- Problem to work on: Nothing in the entries should change; repeat them exactly.

Dataset entries
++++
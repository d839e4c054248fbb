/// Planning session: owns landmarks, parameters and the derived snapshot
use nalgebra::Point3;

use crate::config::PlannerConfig;
use crate::error::Result;
use crate::geometry::{LineKind, PlanSnapshot, Plane, PlaneKind, ProjectionKind, Segment};
use crate::landmark::{LandmarkName, LandmarkStore, Placement};
use crate::params::PlanParameters;
use crate::recompute::derive_snapshot;
use crate::script::PlanEvent;

/// One clinician's planning state.
///
/// Every mutation runs exactly one full recompute before returning, so the
/// snapshot always reflects the current landmarks and parameters.
#[derive(Debug, Clone)]
pub struct PlanningSession {
    config: PlannerConfig,
    landmarks: LandmarkStore,
    params: PlanParameters,
    snapshot: PlanSnapshot,
}

impl PlanningSession {
    pub fn new(config: PlannerConfig) -> Result<Self> {
        config.validate()?;
        let params = PlanParameters::new(config.initial_resection_offset);
        Ok(Self {
            config,
            landmarks: LandmarkStore::new(),
            params,
            snapshot: PlanSnapshot::new(),
        })
    }

    pub fn place_or_move_landmark(
        &mut self,
        name: LandmarkName,
        position: Point3<f64>,
    ) -> Result<Placement> {
        let placement = self.landmarks.upsert(name, position)?;
        self.recompute();
        Ok(placement)
    }

    /// Remove a landmark; returns whether it was placed.
    pub fn remove_landmark(&mut self, name: &LandmarkName) -> bool {
        let removed = self.landmarks.remove(name).is_some();
        self.recompute();
        removed
    }

    pub fn set_varus_valgus(&mut self, delta: i32) {
        self.params.adjust_varus_valgus(delta);
        self.recompute();
    }

    pub fn set_flexion_extension(&mut self, delta: i32) {
        self.params.adjust_flexion_extension(delta);
        self.recompute();
    }

    pub fn set_distal_resection_offset(&mut self, delta_mm: f64) -> Result<()> {
        self.params.adjust_distal_resection(delta_mm)?;
        self.recompute();
        Ok(())
    }

    /// Apply one UI or script event.
    pub fn apply(&mut self, event: PlanEvent) -> Result<()> {
        match event {
            PlanEvent::PlaceLandmark { name, position } => {
                self.place_or_move_landmark(name, position)?;
            }
            PlanEvent::RemoveLandmark(name) => {
                self.remove_landmark(&name);
            }
            PlanEvent::VarusValgus(delta) => self.set_varus_valgus(delta),
            PlanEvent::FlexionExtension(delta) => self.set_flexion_extension(delta),
            PlanEvent::DistalResection(delta) => self.set_distal_resection_offset(delta)?,
        }
        Ok(())
    }

    /// Rebuild every derived entity from the current state.
    pub fn recompute(&mut self) {
        self.snapshot = derive_snapshot(&self.landmarks, &self.params, &self.config);
    }

    pub fn landmarks(&self) -> &LandmarkStore {
        &self.landmarks
    }

    pub fn parameters(&self) -> &PlanParameters {
        &self.params
    }

    pub fn config(&self) -> &PlannerConfig {
        &self.config
    }

    pub fn snapshot(&self) -> &PlanSnapshot {
        &self.snapshot
    }

    pub fn axes(&self) -> impl Iterator<Item = (LineKind, &Segment)> {
        self.snapshot.axes()
    }

    pub fn planes(&self) -> impl Iterator<Item = (PlaneKind, &Plane)> {
        self.snapshot.planes()
    }

    pub fn projections(&self) -> impl Iterator<Item = (ProjectionKind, Point3<f64>)> + '_ {
        self.snapshot.projections()
    }
}

impl Default for PlanningSession {
    fn default() -> Self {
        let config = PlannerConfig::default();
        let params = PlanParameters::new(config.initial_resection_offset);
        Self {
            config,
            landmarks: LandmarkStore::new(),
            params,
            snapshot: PlanSnapshot::new(),
        }
    }
}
++++
- Response box:
repository d839e4c054248fbb
/// Planning session: owns landmarks, parameters and the derived snapshot
use nalgebra::Point3;

use crate::config::PlannerConfig;
use crate::error::Result;
use crate::geometry::{LineKind, PlanSnapshot, Plane, PlaneKind, ProjectionKind, Segment};
use crate::landmark::{LandmarkName, LandmarkStore, Placement};
use crate::params::PlanParameters;
use crate::recompute::derive_snapshot;
use crate::script::PlanEvent;

/// One clinician's planning state.
///
/// Every mutation runs exactly one full recompute before returning, so the
/// snapshot always reflects the current landmarks and parameters.
#[derive(Debug, Clone)]
pub struct PlanningSession {
    config: PlannerConfig,
    landmarks: LandmarkStore,
    params: PlanParameters,
    snapshot: PlanSnapshot,
}

impl PlanningSession {
    pub fn new(config: PlannerConfig) -> Result<Self> {
        config.validate()?;
        let params = PlanParameters::new(config.initial_resection_offset);
        Ok(Self {
            config,
            landmarks: LandmarkStore::new(),
            params,
            snapshot: PlanSnapshot::new(),
        })
    }

    pub fn place_or_move_landmark(
        &mut self,
        name: LandmarkName,
        position: Point3<f64>,
    ) -> Result<Placement> {
        let placement = self.landmarks.upsert(name, position)?;
        self.recompute();
        Ok(placement)
    }

    /// Remove a landmark; returns whether it was placed.
    pub fn remove_landmark(&mut self, name: &LandmarkName) -> bool {
        let removed = self.landmarks.remove(name).is_some();
        self.recompute();
        removed
    }

    pub fn set_varus_valgus(&mut self, delta: i32) {
        self.params.adjust_varus_valgus(delta);
        self.recompute();
    }

    pub fn set_flexion_extension(&mut self, delta: i32) {
        self.params.adjust_flexion_extension(delta);
        self.recompute();
    }

    pub fn set_distal_resection_offset(&mut self, delta_mm: f64) -> Result<()> {
        self.params.adjust_distal_resection(delta_mm)?;
        self.recompute();
        Ok(())
    }

    /// Apply one UI or script event.
    pub fn apply(&mut self, event: PlanEvent) -> Result<()> {
        match event {
            PlanEvent::PlaceLandmark { name, position } => {
                self.place_or_move_landmark(name, position)?;
            }
            PlanEvent::RemoveLandmark(name) => {
                self.remove_landmark(&name);
            }
            PlanEvent::VarusValgus(delta) => self.set_varus_valgus(delta),
            PlanEvent::FlexionExtension(delta) => self.set_flexion_extension(delta),
            PlanEvent::DistalResection(delta) => self.set_distal_resection_offset(delta)?,
        }
        Ok(())
    }

    /// Rebuild every derived entity from the current state.
    pub fn recompute(&mut self) {
        self.snapshot = derive_snapshot(&self.landmarks, &self.params, &self.config);
    }

    pub fn landmarks(&self) -> &LandmarkStore {
        &self.landmarks
    }

    pub fn parameters(&self) -> &PlanParameters {
        &self.params
    }

    pub fn config(&self) -> &PlannerConfig {
        &self.config
    }

    pub fn snapshot(&self) -> &PlanSnapshot {
        &self.snapshot
    }

    pub fn axes(&self) -> impl Iterator<Item = (LineKind, &Segment)> {
        self.snapshot.axes()
    }

    pub fn planes(&self) -> impl Iterator<Item = (PlaneKind, &Plane)> {
        self.snapshot.planes()
    }

    pub fn projections(&self) -> impl Iterator<Item = (ProjectionKind, Point3<f64>)> + '_ {
        self.snapshot.projections()
    }
}

impl Default for PlanningSession {
    fn default() -> Self {
        let config = PlannerConfig::default();
        let params = PlanParameters::new(config.initial_resection_offset);
        Self {
            config,
            landmarks: LandmarkStore::new(),
            params,
            snapshot: PlanSnapshot::new(),
        }
    }
}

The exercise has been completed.